In processing a document image a common requirement is to isolate text objects and then cluster them into blocks of text (e.g. paragraphs, addresses, form fields etc). The first step is to extract the text objects resulting in a binary image. Clustering the binary text objects together then produces text blocks. A simple clustering technique would be to merge any neighbouring binary objects where the gap between the objects is less than a given limit. In documents where the blocks of text of interest are well separated from other text blocks, this technique is usually successfully. For example, for a simple white envelope with an address and a single stamp or indicia, the distance between letters in the address is usually significantly less than the distance between the address and the other objects on the envelope. Thus it is easy to set a distance limit in the merging that will cluster together the text objects of the address but not connect the address to the stamp or indicia which is significantly further away. However, on more complex document images, text block identification is not so simple. For example, many mail items have additional text and designs printed on them. Also, some mail items come in transparent packaging which allows the content to be seen from the outside. It is a more difficult task to identify likely candidates for an address from images of these types of documents.
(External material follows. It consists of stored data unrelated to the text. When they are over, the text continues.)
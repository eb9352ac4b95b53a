use clap::{Args, Subcommand};
use pipewright::{config, paths, secrets};
use serde::Serialize;
use serde_json::json;

use crate::commands::CmdResult;

#[derive(Args)]
pub struct SecretArgs {
    #[command(subcommand)]
    pub command: SecretCommand,
}

#[derive(Subcommand)]
pub enum SecretCommand {
    /// Store a secret in the system keychain
    Set {
        /// Secret key referenced from the pipeline file
        key: String,
        /// Value (prompted for on a TTY when omitted)
        value: Option<String>,
    },
    /// Remove a secret from the system keychain
    Remove { key: String },
    /// Verify that every secret reference in the pipeline resolves
    Check {
        /// Pipeline file (default: pipeline.yml)
        #[arg(long)]
        config: Option<String>,
    },
}

#[derive(Serialize)]
#[serde(rename_all = "camelCase")]
pub struct SecretCheckEntry {
    pub key: String,
    pub var: String,
    pub resolved: bool,
}

pub fn run(
    args: SecretArgs,
    _global: &crate::commands::GlobalArgs,
) -> CmdResult<serde_json::Value> {
    match args.command {
        SecretCommand::Set { key, value } => {
            let value = match value {
                Some(value) => value,
                None => {
                    if !crate::tty::is_stdin_tty() {
                        return Err(pipewright::Error::validation_missing_argument(vec![
                            "value".to_string(),
                        ]));
                    }
                    crate::tty::prompt(&format!("Value for '{}': ", key))?
                }
            };

            if value.is_empty() {
                return Err(pipewright::Error::validation_invalid_argument(
                    "value",
                    "Secret value must not be empty",
                    None,
                    None,
                ));
            }

            secrets::store(&key, &value)?;
            Ok((json!({ "key": key, "stored": true }), 0))
        }
        SecretCommand::Remove { key } => {
            secrets::delete(&key)?;
            Ok((json!({ "key": key, "removed": true }), 0))
        }
        SecretCommand::Check { config: config_flag } => {
            let config = config::load(&paths::config_path(config_flag.as_deref()))?;

            let entries: Vec<SecretCheckEntry> = config
                .secret_refs()
                .into_iter()
                .map(|secret_ref| SecretCheckEntry {
                    key: secret_ref.key.clone(),
                    var: secret_ref.var.clone(),
                    resolved: secrets::resolve(secret_ref).is_ok(),
                })
                .collect();

            let all_resolved = entries.iter().all(|e| e.resolved);
            let exit_code = if all_resolved { 0 } else { 4 };

            Ok((
                json!({ "secrets": entries, "allResolved": all_resolved }),
                exit_code,
            ))
        }
    }
}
Complex document images often require different processing to the more simple images to identify and read, e.g. address information. Accordingly in the case of processing mail we have proposed in our British Patent Application No. [------] filed on the same day as the current application, a method and apparatus for identifying the degree of complexity in an image of a mail item, so that subsequent processing is appropriate to the image.
The merging of binary text objects from a document image connects together text objects that have a gap between them that is less than a distance limit. The merging distance limit needs to be appropriate to the text. If the distance limit is too small then some text within a block remains un-merged and isolated. If the distance limit is too large then over-merging occurs where distinct text blocks are incorrectly linked. The appropriate merging distance limit is usually proportional to the font size of the text in the document being processed. In simple documents where the text block of interest is well separated from other objects in the image the setting of the merging distance limit is easy. However, in complex image documents there may be text objects of a variety of fonts, sizes and orientations. With such images the clustering of text objects may not be possible with a single merging distance limit, since a limit which is too small for some text objects in the document may be too large for text in another part of the image. In such situations the clustering of text objects into text blocks usually becomes more complex as techniques should connect together only text of the same font, orientation, etc.
We have appreciated that the process of clustering related text objects can be made more computationally efficient and successful by approaching it as a segmentation problem followed by a simple merging routine, rather than investing in a complicated or computationally expensive clustering technique. Accordingly, a preferred embodiment of the present invention first segments the binary image of the text objects in such a way as to separate text objects that are close but unrelated. This effectively separates the complex image into separate simple images where a coarse computationally light merge can be applied to successfully cluster the text objects into relevant text blocks. In a preferred embodiment of the invention, the information used to segment the binary text objects is taken from the original greyscale or colour document image. Items of different greyscale or colour value are assumed to be unrelated. Items on different greyscale or colour value are assumed to be unrelated.
There are a number of local text attributes that generally remain constant for a text block in a document image. The useful measures that could be extracted from the binary text objects such as font, orientation and alignment are usually computationally demanding to calculate. The local text attribute used in this preferred embodiment is a local measure of the text's original colour or greyscale value. This is computationally easy to measure but requires the interrogation of the original image. This is different to most document image processing techniques, which discard the original image information once the binary text objects have been extracted. In addition this invention also uses a global document image attribute to separate unrelated text blocks. This is the background colour in the document, which again in standard techniques would have been lost in discarding the original image. These measures are useful as long as the assumptions that text blocks are printed in a consistent colour and on a consistent background hold for the document image being processed.
The invention is defined with more precision in the appended claims to which reference should now be made.